What the task asks - Please retype every entry below, keeping it exactly the same.

Exercise input -
----------

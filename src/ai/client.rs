use crate::config::AppConfig;
use crate::error::PromptError;
use async_trait::async_trait;
use serde::{Deserialize, Serialize};
use serde_json::Value;

pub const TEMPERATURE: f32 = 0.7;
pub const MAX_TOKENS: u32 = 256;

/// A chat-completion backend that turns one user instruction into raw text.
#[async_trait]
pub trait CompletionClient: Send + Sync {
    async fn complete(&self, instruction: &str) -> Result<String, PromptError>;
}

#[derive(Debug, Serialize)]
pub struct ChatMessage<'a> {
    pub role: &'static str,
    pub content: &'a str,
}

#[derive(Debug, Serialize)]
pub struct ChatRequest<'a> {
    pub model: &'a str,
    pub messages: Vec<ChatMessage<'a>>,
    pub temperature: f32,
    pub max_tokens: u32,
}

impl<'a> ChatRequest<'a> {
    pub fn single_user(model: &'a str, content: &'a str) -> Self {
        Self {
            model,
            messages: vec![ChatMessage { role: "user", content }],
            temperature: TEMPERATURE,
            max_tokens: MAX_TOKENS,
        }
    }
}

#[derive(Debug, Deserialize)]
struct ChatResponse {
    #[serde(default)]
    choices: Vec<Choice>,
    error: Option<ApiErrorBody>,
}

#[derive(Debug, Deserialize)]
struct Choice {
    message: ResponseMessage,
}

#[derive(Debug, Deserialize)]
struct ResponseMessage {
    content: Option<String>,
}

#[derive(Debug, Deserialize)]
struct ApiErrorBody {
    message: Option<String>,
}

pub struct OpenRouterClient {
    client: reqwest::Client,
    api_key: String,
    base_url: String,
    model: String,
}

impl OpenRouterClient {
    /// Builds the transport once. No timeout is set: a request waits for the
    /// remote side or a transport error.
    pub fn new(config: &AppConfig) -> Result<Self, PromptError> {
        let client = reqwest::Client::builder().build()?;
        Ok(Self {
            client,
            api_key: config.api_key.clone(),
            base_url: config.base_url.trim_end_matches('/').to_string(),
            model: config.model.clone(),
        })
    }

    fn url(&self) -> String {
        format!("{}/chat/completions", self.base_url)
    }
}

#[async_trait]
impl CompletionClient for OpenRouterClient {
    async fn complete(&self, instruction: &str) -> Result<String, PromptError> {
        let payload = ChatRequest::single_user(&self.model, instruction);

        let res = self
            .client
            .post(self.url())
            .bearer_auth(&self.api_key)
            .json(&payload)
            .send()
            .await?;

        if !res.status().is_success() {
            let status = res.status();
            let err_text = res.text().await.unwrap_or_default();
            log::error!("API Error: {}", err_text);
            return Err(PromptError::GenerationFailed(format!(
                "API Error {status}: {}",
                error_message(&err_text)
            )));
        }

        let body = res.text().await?;
        parse_completion(&body)
    }
}

/// Pulls the first choice's content out of a chat-completion body.
pub fn parse_completion(body: &str) -> Result<String, PromptError> {
    let response: ChatResponse = serde_json::from_str(body)?;

    if let Some(err) = response.error {
        let msg = err.message.unwrap_or_else(|| "Unknown error".to_string());
        return Err(PromptError::GenerationFailed(msg));
    }

    let choice = response
        .choices
        .into_iter()
        .next()
        .ok_or(PromptError::EmptyResponse("no choices returned"))?;

    choice
        .message
        .content
        .ok_or(PromptError::EmptyResponse("no message content"))
}

fn error_message(body: &str) -> String {
    serde_json::from_str::<Value>(body)
        .ok()
        .and_then(|v| v["error"]["message"].as_str().map(str::to_string))
        .unwrap_or_else(|| body.to_string())
}
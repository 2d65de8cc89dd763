use thiserror::Error;

#[derive(Error, Debug)]
pub enum PromptError {
    #[error("API Error: {0}")]
    ApiError(#[from] reqwest::Error),

    #[error("JSON Error: {0}")]
    JsonError(#[from] serde_json::Error),

    #[error("{0} environment variable not found.")]
    MissingCredential(&'static str),

    #[error("Generation Failed: {0}")]
    GenerationFailed(String),

    #[error("Empty Response: {0}")]
    EmptyResponse(&'static str),
}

----------

Task solution -
filename src/ai/client.rs
use crate::config::AppConfig;
use crate::error::PromptError;
use async_trait::async_trait;
use serde::{Deserialize, Serialize};
use serde_json::Value;

pub const TEMPERATURE: f32 = 0.7;
pub const MAX_TOKENS: u32 = 256;

/// A chat-completion backend that turns one user instruction into raw text.
#[async_trait]
pub trait CompletionClient: Send + Sync {
    async fn complete(&self, instruction: &str) -> Result<String, PromptError>;
}

#[derive(Debug, Serialize)]
pub struct ChatMessage<'a> {
    pub role: &'static str,
    pub content: &'a str,
}

#[derive(Debug, Serialize)]
pub struct ChatRequest<'a> {
    pub model: &'a str,
    pub messages: Vec<ChatMessage<'a>>,
    pub temperature: f32,
    pub max_tokens: u32,
}

impl<'a> ChatRequest<'a> {
    pub fn single_user(model: &'a str, content: &'a str) -> Self {
        Self {
            model,
            messages: vec![ChatMessage { role: "user", content }],
            temperature: TEMPERATURE,
            max_tokens: MAX_TOKENS,
        }
    }
}

#[derive(Debug, Deserialize)]
struct ChatResponse {
    #[serde(default)]
    choices: Vec<Choice>,
    error: Option<ApiErrorBody>,
}

#[derive(Debug, Deserialize)]
struct Choice {
    message: ResponseMessage,
}

#[derive(Debug, Deserialize)]
struct ResponseMessage {
    content: Option<String>,
}

#[derive(Debug, Deserialize)]
struct ApiErrorBody {
    message: Option<String>,
}

pub struct OpenRouterClient {
    client: reqwest::Client,
    api_key: String,
    base_url: String,
    model: String,
}

impl OpenRouterClient {
    /// Builds the transport once. No timeout is set: a request waits for the
    /// remote side or a transport error.
    pub fn new(config: &AppConfig) -> Result<Self, PromptError> {
        let client = reqwest::Client::builder().build()?;
        Ok(Self {
            client,
            api_key: config.api_key.clone(),
            base_url: config.base_url.trim_end_matches('/').to_string(),
            model: config.model.clone(),
        })
    }

    fn url(&self) -> String {
        format!("{}/chat/completions", self.base_url)
    }
}

#[async_trait]
impl CompletionClient for OpenRouterClient {
    async fn complete(&self, instruction: &str) -> Result<String, PromptError> {
        let payload = ChatRequest::single_user(&self.model, instruction);

        let res = self
            .client
            .post(self.url())
            .bearer_auth(&self.api_key)
            .json(&payload)
            .send()
            .await?;

        if !res.status().is_success() {
            let status = res.status();
            let err_text = res.text().await.unwrap_or_default();
            log::error!("API Error: {}", err_text);
            return Err(PromptError::GenerationFailed(format!(
                "API Error {status}: {}",
                error_message(&err_text)
            )));
        }

        let body = res.text().await?;
        parse_completion(&body)
    }
}

/// Pulls the first choice's content out of a chat-completion body.
pub fn parse_completion(body: &str) -> Result<String, PromptError> {
    let response: ChatResponse = serde_json::from_str(body)?;

    if let Some(err) = response.error {
        let msg = err.message.unwrap_or_else(|| "Unknown error".to_string());
        return Err(PromptError::GenerationFailed(msg));
    }

    let choice = response
        .choices
        .into_iter()
        .next()
        .ok_or(PromptError::EmptyResponse("no choices returned"))?;

    choice
        .message
        .content
        .ok_or(PromptError::EmptyResponse("no message content"))
}

fn error_message(body: &str) -> String {
    serde_json::from_str::<Value>(body)
        .ok()
        .and_then(|v| v["error"]["message"].as_str().map(str::to_string))
        .unwrap_or_else(|| body.to_string())
}
repository 2d65de8cc89dd763
use thiserror::Error;

#[derive(Error, Debug)]
pub enum PromptError {
    #[error("API Error: {0}")]
    ApiError(#[from] reqwest::Error),

    #[error("JSON Error: {0}")]
    JsonError(#[from] serde_json::Error),

    #[error("{0} environment variable not found.")]
    MissingCredential(&'static str),

    #[error("Generation Failed: {0}")]
    GenerationFailed(String),

    #[error("Empty Response: {0}")]
    EmptyResponse(&'static str),
}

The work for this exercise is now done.